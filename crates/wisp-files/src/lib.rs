//! # WISP Files
//!
//! File transfer engine for the WISP protocol.
//!
//! This crate provides:
//! - Fixed-size chunk splitting of an (already encrypted) payload
//! - A reassembly store that buffers out-of-order chunks per transfer
//! - The receive-side transfer state machine

#![warn(missing_docs)]
#![warn(clippy::all)]

pub mod chunker;
pub mod error;
pub mod reassembly;
pub mod transfer;

pub use chunker::FileChunker;
pub use error::FilesError;
pub use reassembly::{AssembledFile, ReassemblyStore};
pub use transfer::TransferState;

/// Default chunk size (16 KiB)
pub const DEFAULT_CHUNK_SIZE: usize = 16 * 1024;

/// Transfer identifier (short random hex string)
pub type TransferId = String;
★ ★ ★ ★ ★ ★ ★
### What to produce
The answer must be a verbatim transcription of the entries above, from the first line through the line that contains "size (16 KiB)", and nothing more.

### Answer below
filename crates/wisp-files/src/lib.rs
//! # WISP Files
//!
//! File transfer engine for the WISP protocol.
//!
//! This crate provides:
//! - Fixed-size chunk splitting of an (already encrypted) payload
//! - A reassembly store that buffers out-of-order chunks per transfer
//! - The receive-side transfer state machine

#![warn(missing_docs)]
#![warn(clippy::all)]

pub mod chunker;
pub mod error;
pub mod reassembly;
pub mod transfer;

pub use chunker::FileChunker;
pub use error::FilesError;
pub use reassembly::{AssembledFile, ReassemblyStore};
pub use transfer::TransferState;

/// Default chunk size (16 KiB)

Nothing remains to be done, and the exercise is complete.